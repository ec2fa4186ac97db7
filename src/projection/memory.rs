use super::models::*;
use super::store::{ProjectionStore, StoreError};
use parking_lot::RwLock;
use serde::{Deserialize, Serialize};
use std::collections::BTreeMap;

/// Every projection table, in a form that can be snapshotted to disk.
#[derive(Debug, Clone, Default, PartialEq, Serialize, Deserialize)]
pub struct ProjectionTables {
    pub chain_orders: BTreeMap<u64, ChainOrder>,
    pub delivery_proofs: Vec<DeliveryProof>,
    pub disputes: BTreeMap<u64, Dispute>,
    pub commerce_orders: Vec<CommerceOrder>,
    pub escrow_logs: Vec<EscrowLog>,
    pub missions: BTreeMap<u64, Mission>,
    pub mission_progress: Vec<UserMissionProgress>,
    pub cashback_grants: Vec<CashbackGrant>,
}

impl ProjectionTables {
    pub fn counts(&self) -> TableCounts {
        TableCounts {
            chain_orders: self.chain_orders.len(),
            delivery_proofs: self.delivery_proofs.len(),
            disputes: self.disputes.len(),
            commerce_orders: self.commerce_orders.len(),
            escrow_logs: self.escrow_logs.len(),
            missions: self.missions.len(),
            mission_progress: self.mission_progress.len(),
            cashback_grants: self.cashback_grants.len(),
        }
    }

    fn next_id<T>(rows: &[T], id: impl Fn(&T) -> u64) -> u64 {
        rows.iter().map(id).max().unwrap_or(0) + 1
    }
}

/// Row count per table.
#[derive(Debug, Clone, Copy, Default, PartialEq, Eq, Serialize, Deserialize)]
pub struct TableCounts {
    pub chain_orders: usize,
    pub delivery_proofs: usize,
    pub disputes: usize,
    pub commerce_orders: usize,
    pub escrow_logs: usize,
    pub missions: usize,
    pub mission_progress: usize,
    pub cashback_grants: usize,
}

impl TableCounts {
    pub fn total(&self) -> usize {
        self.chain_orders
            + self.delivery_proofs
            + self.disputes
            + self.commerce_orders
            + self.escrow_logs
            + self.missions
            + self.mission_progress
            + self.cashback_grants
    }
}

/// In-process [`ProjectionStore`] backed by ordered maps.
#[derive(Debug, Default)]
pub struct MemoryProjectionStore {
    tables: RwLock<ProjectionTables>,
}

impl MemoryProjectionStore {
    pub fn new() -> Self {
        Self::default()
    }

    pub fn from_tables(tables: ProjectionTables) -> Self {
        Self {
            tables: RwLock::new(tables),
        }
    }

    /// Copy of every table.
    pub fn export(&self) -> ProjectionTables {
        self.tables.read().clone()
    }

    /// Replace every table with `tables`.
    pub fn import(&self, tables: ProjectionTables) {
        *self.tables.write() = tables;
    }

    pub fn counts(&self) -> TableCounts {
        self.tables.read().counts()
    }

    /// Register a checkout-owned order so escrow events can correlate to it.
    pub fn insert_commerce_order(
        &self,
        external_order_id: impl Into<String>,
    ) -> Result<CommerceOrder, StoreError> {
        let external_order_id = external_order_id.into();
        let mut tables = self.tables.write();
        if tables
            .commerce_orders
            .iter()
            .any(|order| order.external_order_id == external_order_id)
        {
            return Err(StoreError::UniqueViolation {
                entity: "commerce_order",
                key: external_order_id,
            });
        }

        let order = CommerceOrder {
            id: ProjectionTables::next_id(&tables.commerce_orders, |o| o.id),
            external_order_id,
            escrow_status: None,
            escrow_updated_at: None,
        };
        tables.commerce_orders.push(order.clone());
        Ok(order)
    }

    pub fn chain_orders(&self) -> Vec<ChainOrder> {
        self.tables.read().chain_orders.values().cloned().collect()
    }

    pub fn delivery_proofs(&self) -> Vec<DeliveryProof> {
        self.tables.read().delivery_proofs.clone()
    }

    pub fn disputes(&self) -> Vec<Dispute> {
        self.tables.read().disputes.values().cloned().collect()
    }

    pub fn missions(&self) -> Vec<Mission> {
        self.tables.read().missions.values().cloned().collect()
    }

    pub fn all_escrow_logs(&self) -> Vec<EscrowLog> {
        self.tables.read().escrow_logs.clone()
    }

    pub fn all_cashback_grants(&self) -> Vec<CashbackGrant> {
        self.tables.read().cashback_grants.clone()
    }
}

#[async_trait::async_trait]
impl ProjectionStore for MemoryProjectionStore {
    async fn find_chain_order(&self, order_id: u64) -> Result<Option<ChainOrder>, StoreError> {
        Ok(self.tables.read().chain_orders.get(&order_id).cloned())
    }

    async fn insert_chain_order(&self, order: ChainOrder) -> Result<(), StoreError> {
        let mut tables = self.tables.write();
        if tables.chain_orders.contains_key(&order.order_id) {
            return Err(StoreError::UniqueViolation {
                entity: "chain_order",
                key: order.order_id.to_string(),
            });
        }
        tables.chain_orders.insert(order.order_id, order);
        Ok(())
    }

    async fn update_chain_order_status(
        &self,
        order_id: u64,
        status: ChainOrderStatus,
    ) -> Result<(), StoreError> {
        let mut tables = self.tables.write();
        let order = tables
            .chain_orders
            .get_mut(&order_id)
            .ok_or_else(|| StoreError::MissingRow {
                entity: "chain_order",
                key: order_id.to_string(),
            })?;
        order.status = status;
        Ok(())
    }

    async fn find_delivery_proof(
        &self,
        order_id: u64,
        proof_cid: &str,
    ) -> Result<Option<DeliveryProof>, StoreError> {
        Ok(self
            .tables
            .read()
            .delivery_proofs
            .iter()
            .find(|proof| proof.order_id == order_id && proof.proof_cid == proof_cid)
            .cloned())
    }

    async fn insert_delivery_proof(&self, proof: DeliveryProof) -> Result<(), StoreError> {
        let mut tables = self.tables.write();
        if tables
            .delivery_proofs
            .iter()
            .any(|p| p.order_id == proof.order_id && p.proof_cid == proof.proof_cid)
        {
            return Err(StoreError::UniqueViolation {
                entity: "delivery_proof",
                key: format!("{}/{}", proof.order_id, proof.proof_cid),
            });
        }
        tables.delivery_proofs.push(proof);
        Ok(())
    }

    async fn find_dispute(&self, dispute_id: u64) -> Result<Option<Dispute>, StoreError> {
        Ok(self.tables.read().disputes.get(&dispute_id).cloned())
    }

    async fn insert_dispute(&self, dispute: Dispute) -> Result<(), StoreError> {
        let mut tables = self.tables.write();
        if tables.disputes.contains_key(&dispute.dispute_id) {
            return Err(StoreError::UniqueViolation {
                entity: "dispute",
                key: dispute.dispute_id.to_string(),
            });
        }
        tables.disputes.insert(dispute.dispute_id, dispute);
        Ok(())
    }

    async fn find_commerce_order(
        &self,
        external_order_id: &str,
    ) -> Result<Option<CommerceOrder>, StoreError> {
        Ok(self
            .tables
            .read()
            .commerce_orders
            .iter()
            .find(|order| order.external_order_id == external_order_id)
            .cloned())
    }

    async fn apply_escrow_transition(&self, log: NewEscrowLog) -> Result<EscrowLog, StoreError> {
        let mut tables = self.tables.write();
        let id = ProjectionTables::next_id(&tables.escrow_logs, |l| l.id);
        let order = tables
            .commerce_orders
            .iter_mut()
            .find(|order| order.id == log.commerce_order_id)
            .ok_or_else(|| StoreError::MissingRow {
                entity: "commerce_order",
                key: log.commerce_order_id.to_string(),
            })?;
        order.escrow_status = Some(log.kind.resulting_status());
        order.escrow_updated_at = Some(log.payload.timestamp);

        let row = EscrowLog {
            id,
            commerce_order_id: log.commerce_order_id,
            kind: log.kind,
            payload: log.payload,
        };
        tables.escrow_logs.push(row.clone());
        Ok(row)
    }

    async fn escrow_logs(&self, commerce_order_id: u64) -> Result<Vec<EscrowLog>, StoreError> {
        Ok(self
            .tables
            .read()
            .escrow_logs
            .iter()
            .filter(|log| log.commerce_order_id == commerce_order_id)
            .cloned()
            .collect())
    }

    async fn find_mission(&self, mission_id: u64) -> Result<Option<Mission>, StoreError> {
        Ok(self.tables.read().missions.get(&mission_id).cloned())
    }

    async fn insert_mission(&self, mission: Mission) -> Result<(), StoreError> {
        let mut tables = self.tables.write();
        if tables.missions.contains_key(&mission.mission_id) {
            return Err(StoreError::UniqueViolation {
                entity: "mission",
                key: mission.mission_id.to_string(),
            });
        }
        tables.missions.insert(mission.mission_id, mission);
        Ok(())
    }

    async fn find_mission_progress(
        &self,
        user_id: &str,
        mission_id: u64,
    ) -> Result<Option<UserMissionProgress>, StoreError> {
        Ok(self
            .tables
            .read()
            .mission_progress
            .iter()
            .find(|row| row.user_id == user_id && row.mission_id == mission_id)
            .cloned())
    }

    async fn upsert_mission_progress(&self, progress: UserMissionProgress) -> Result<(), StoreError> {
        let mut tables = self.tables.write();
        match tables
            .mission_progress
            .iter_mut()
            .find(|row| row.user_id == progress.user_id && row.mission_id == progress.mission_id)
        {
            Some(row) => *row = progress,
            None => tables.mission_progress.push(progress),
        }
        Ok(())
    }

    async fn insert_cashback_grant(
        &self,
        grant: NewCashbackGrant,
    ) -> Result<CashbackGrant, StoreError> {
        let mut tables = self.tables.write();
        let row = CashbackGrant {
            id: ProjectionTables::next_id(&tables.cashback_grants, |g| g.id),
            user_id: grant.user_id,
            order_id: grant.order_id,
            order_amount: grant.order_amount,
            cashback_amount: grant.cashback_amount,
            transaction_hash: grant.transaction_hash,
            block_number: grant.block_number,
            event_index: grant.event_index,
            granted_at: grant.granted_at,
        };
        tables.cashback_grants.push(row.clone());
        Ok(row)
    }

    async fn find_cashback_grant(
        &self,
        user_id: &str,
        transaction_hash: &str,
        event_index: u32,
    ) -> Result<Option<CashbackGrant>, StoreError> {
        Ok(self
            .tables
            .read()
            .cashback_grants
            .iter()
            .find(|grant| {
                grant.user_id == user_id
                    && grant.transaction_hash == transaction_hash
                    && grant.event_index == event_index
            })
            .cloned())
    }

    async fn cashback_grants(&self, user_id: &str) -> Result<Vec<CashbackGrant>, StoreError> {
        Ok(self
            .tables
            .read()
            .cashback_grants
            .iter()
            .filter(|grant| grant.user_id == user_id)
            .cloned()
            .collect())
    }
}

WHAT NEEDS TO BE DONE - Tell how many lines of the entries above include "BTreeMap". The answer should be the number and nothing more.

ANSWER SPACE - 4